I'd prefer to do my test on foot.
Searching for a gift for nervous testers? Our collection blends humor and support, perfect for those embracing their creative side despite doubts. With playful designs, these gifts help turn anxious moments into moments of inspiration and joy. Whether they’re testing new ideas, products, or simply facing daily challenges, our thoughtful items add a touch of levity and encouragement. Celebrate their brave spirit with something that makes their creative journey more enjoyable.
I'd prefer to do my test on foot.
Yomp Foundation Presentation committee: 'Don't let the gong intimidate you!'
"I don't know what I'm going to do...my presentation is due on Monday and I haven't even started...I'm not sure I know how to speak."
'G-g-golly! One day out of med school and I'm about to perform brain surgery! Just look at that scalpel shake!'
"Your IQ came back negative."
'Apparently, my wine-tasting computer liked the '86 Haut Brion a bit too much - it didn't leave any for us.'
'Should I try a three point turn?' - 'Better not, we only have 30 minutes left.'
'Half-crazed with nerves Petey Otterloop awaits the start of the winter concert.'
'Women cook to feed the soul...men cook to feed the ego.'
"Stop telling me how well you did on the written."
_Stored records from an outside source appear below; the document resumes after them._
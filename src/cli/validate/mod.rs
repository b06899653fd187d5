//! Manifest validation (read-only CI gate).
//!
//! Recomputes the full target set and every digest, then compares against
//! the manifest and the files on disk. Nothing is written.

mod report;

use anyhow::{Result, bail};
use rayon::prelude::*;
use rustc_hash::FxHashMap;

use crate::{
    batch::{enumerate, fingerprint},
    cache::{ManifestError, ManifestFile, file_name},
    config::SiteConfig,
    content::ContentCatalog,
    log,
    utils::fmt::plural_count,
};

pub use report::{Section, ValidationReport};

/// Validate the manifest and exit non-zero on any mismatch.
pub fn validate_manifest(config: &SiteConfig) -> Result<()> {
    let catalog = ContentCatalog::load(&config.site.content)?;
    log!("validate"; "checking {}", config.build.manifest.display());

    let report = check(config, &catalog);
    report.print();
    log!("validate"; "{}", report);

    if !report.is_ok() {
        bail!("manifest validation failed");
    }
    Ok(())
}

/// Compare the manifest against a fresh computation.
pub fn check(config: &SiteConfig, catalog: &ContentCatalog) -> ValidationReport {
    let mut report = ValidationReport::default();
    let manifest_path = &config.build.manifest;

    let manifest = match ManifestFile::read(manifest_path) {
        Ok(manifest) => manifest,
        Err(ManifestError::Shape { problems, .. }) => {
            for problem in problems {
                report.add(Section::Manifest, "shape", problem);
            }
            return report;
        }
        Err(err) => {
            report.add(Section::Manifest, manifest_path.display().to_string(), err.to_string());
            return report;
        }
    };

    let expected_revision = manifest.compute_revision();
    if manifest.revision != expected_revision {
        report.add(
            Section::Manifest,
            "revision",
            format!("is `{}`, entries hash to `{}`", manifest.revision, expected_revision),
        );
    }

    let targets = enumerate(config, catalog);
    log!("validate"; "recomputing {}", plural_count(targets.len(), "target"));
    let fresh: FxHashMap<String, String> = targets
        .par_iter()
        .map(|t| (t.route_key().to_string(), fingerprint(t, config).1))
        .collect();

    let mut missing: Vec<&String> = fresh.keys().filter(|k| !manifest.entries.contains_key(*k)).collect();
    missing.sort();
    for key in missing {
        report.add(Section::Routes, key.as_str(), "missing from manifest");
    }

    for (key, entry) in &manifest.entries {
        let Some(digest) = fresh.get(key) else {
            report.add(Section::Routes, key.as_str(), "not a current route");
            continue;
        };
        if &entry.content_hash != digest {
            report.add(
                Section::Digests,
                key.as_str(),
                format!("recorded `{}`, expected `{}`", entry.content_hash, digest),
            );
        } else if entry.asset_path != config.build.asset_url(&file_name(key, digest)) {
            report.add(Section::Digests, key.as_str(), format!("unexpected asset path `{}`", entry.asset_path));
        }
    }

    let mut absent: Vec<(&str, &str)> = manifest
        .entries
        .par_iter()
        .filter(|(_, entry)| {
            !entry
                .file_name()
                .is_some_and(|name| config.build.output.join(name).is_file())
        })
        .map(|(key, entry)| (key.as_str(), entry.asset_path.as_str()))
        .collect();
    absent.sort_unstable();
    for (key, path) in absent {
        report.add(Section::Assets, key, format!("`{path}` not found"));
    }

    report
}

#[cfg(test)]
mod tests {
    use super::*;
    use crate::{batch::{TargetFilter, run}, config::test_parse_config, content::test_catalog, render::Compositor};
    use image::{Rgba, RgbaImage};
    use std::{fs, path::Path};
    use tempfile::TempDir;

    struct Blank;

    impl Compositor for Blank {
        fn render(&self, _: &crate::render::RenderPayload) -> Result<RgbaImage, crate::render::RenderError> {
            Ok(RgbaImage::from_pixel(1, 1, Rgba([0, 0, 0, 255])))
        }
    }

    fn built(root: &Path) -> SiteConfig {
        let mut config = test_parse_config("[site]\nlocales = [\"en\", \"de\"]");
        config.build.assets_root = root.join("public");
        config.build.output = root.join("public/og");
        config.build.manifest = root.join("og-manifest.json");
        run(&config, &test_catalog(), &TargetFilter::default(), |_| {
            let c: Box<dyn Compositor> = Box::new(Blank);
            Ok(c)
        })
        .unwrap();
        config
    }

    #[test]
    fn test_fresh_build_passes() {
        let dir = TempDir::new().unwrap();
        let config = built(dir.path());
        let report = check(&config, &test_catalog());
        assert!(report.is_ok(), "{report:?}");
    }

    #[test]
    fn test_missing_manifest() {
        let dir = TempDir::new().unwrap();
        let mut config = test_parse_config("");
        config.build.manifest = dir.path().join("none.json");
        let report = check(&config, &test_catalog());
        assert_eq!(report.errors(Section::Manifest).len(), 1);
    }

    #[test]
    fn test_content_change_is_detected() {
        let dir = TempDir::new().unwrap();
        let config = built(dir.path());

        let mut catalog = test_catalog();
        catalog.pages[1].copy.get_mut("en").unwrap().title = "All features".into();
        catalog.blog.clear();

        let report = check(&config, &catalog);
        assert_eq!(report.errors(Section::Digests).len(), 1);
        assert_eq!(report.errors(Section::Digests)[0].target, "features");
        let extra: Vec<_> = report.errors(Section::Routes).iter().map(|e| e.target.as_str()).collect();
        assert_eq!(extra, ["blog-packing-list", "de-blog-wanderwege"]);
    }

    #[test]
    fn test_tampering_is_detected() {
        let dir = TempDir::new().unwrap();
        let config = built(dir.path());

        let mut manifest = ManifestFile::read(&config.build.manifest).unwrap();
        let root = manifest.entries["root"].clone();
        fs::remove_file(config.build.output.join(root.file_name().unwrap())).unwrap();
        manifest.entries.remove("de");
        manifest.write(&config.build.manifest).unwrap();

        let report = check(&config, &test_catalog());
        assert_eq!(report.errors(Section::Manifest)[0].target, "revision");
        assert_eq!(report.errors(Section::Routes)[0].target, "de");
        assert_eq!(report.errors(Section::Assets)[0].target, "root");
    }
}
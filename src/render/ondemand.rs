//! Compositor that fetches fonts and images over HTTP.

use std::{io::Cursor, time::Duration};

use anyhow::{Context, Result};
use base64::{Engine, engine::general_purpose::STANDARD};
use image::{ImageFormat, RgbaImage, imageops::FilterType};
use reqwest::blocking::Client;

use super::{
    Compositor, RenderError, RenderPayload,
    fonts::FONTS,
    layout::{CANVAS_HEIGHT, Chrome, PANEL_WIDTH, Panel, card_svg},
    raster::rasterize,
};
use crate::{config::SiteConfig, config::trim_origin, debug};

/// Fonts come from `<origin>/<font path>`, memoized per origin. Blog images
/// resolve against the origin; map images are absolute static-map URLs.
/// Any failed image fetch falls back to the decorative pattern.
pub struct OnDemandCompositor {
    origin: String,
    fonts: Vec<String>,
    chrome: Chrome,
    client: Client,
}

impl OnDemandCompositor {
    pub fn new(config: &SiteConfig, origin: &str) -> Result<Self> {
        let client = Client::builder()
            .timeout(Duration::from_secs(10))
            .build()
            .context("failed to build http client")?;
        Ok(Self {
            origin: trim_origin(origin).to_string(),
            fonts: config.build.fonts.clone(),
            chrome: Chrome::from_site_url(&config.site.name, &config.site.url),
            client,
        })
    }

    fn absolute(&self, href: &str) -> String {
        if href.starts_with("http://") || href.starts_with("https://") {
            href.to_string()
        } else {
            format!("{}/{}", self.origin, href.trim_start_matches('/'))
        }
    }

    fn fetch(&self, href: &str) -> Result<Vec<u8>> {
        let url = self.absolute(href);
        let response = self
            .client
            .get(&url)
            .send()
            .and_then(|r| r.error_for_status())
            .with_context(|| format!("GET {url}"))?;
        Ok(response.bytes()?.to_vec())
    }

    fn load_fonts(&self) -> Vec<Vec<u8>> {
        self.fonts
            .iter()
            .filter_map(|font| match self.fetch(font) {
                Ok(data) => Some(data),
                Err(err) => {
                    debug!("fonts"; "skip {}: {:#}", font, err);
                    None
                }
            })
            .collect()
    }

    /// Fetch a raster image and inline it, cropped to the side panel.
    fn panel_image(&self, href: &str) -> Result<String> {
        let bytes = self.fetch(href)?;
        let image = image::load_from_memory(&bytes).context("undecodable image")?;
        let cropped = image.resize_to_fill(PANEL_WIDTH, CANVAS_HEIGHT, FilterType::Triangle);

        let mut png = Cursor::new(Vec::new());
        cropped.write_to(&mut png, ImageFormat::Png)?;
        Ok(format!(
            "data:image/png;base64,{}",
            STANDARD.encode(png.into_inner())
        ))
    }

    fn panel(&self, payload: &RenderPayload) -> Panel {
        let attempt = if let Some(map) = &payload.map {
            self.panel_image(&map.image_url).map(|href| Panel::Map {
                href,
                labels: map.labels.clone(),
            })
        } else if let Some(image) = &payload.blog_image_ref {
            self.panel_image(image).map(|href| Panel::Image { href })
        } else {
            return Panel::Pattern;
        };

        attempt.unwrap_or_else(|err| {
            debug!("render"; "panel image unavailable, using pattern: {:#}", err);
            Panel::Pattern
        })
    }
}

impl Compositor for OnDemandCompositor {
    fn render(&self, payload: &RenderPayload) -> Result<RgbaImage, RenderError> {
        let fontdb = FONTS.get_or_load(&self.origin, || self.load_fonts());
        let svg = card_svg(payload, &self.chrome, &self.panel(payload));
        rasterize(&svg, fontdb)
    }
}

#[cfg(test)]
mod tests {
    use super::*;
    use crate::config::test_parse_config;

    fn compositor() -> OnDemandCompositor {
        OnDemandCompositor::new(&test_parse_config(""), "http://127.0.0.1:9/").unwrap()
    }

    #[test]
    fn test_absolute_urls() {
        let c = compositor();
        assert_eq!(c.absolute("/images/a.jpg"), "http://127.0.0.1:9/images/a.jpg");
        assert_eq!(c.absolute("fonts/x.ttf"), "http://127.0.0.1:9/fonts/x.ttf");
        assert_eq!(c.absolute("https://cdn.example/a.png"), "https://cdn.example/a.png");
    }

    #[test]
    fn test_unreachable_image_falls_back_to_pattern() {
        let c = compositor();
        let payload = RenderPayload {
            blog_image_ref: Some("/images/hero.jpg".into()),
            ..Default::default()
        };
        assert_eq!(c.panel(&payload), Panel::Pattern);
        assert_eq!(c.panel(&RenderPayload::default()), Panel::Pattern);
    }
}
'Every time he lectures about serotonin, he puts me to sleep.'
'The new helium airbag was a mistake.'
'Tell me a little bit about yourself.'
I'm a seat warmer test dummy.
'You two will have lots in common - you share the same anxiety neurosis.'
"Patient. . . seems. . . reluctant. . . to get his. . . prostate. . . checked. . ."
"Of course, I would suggest a shot of novacaine."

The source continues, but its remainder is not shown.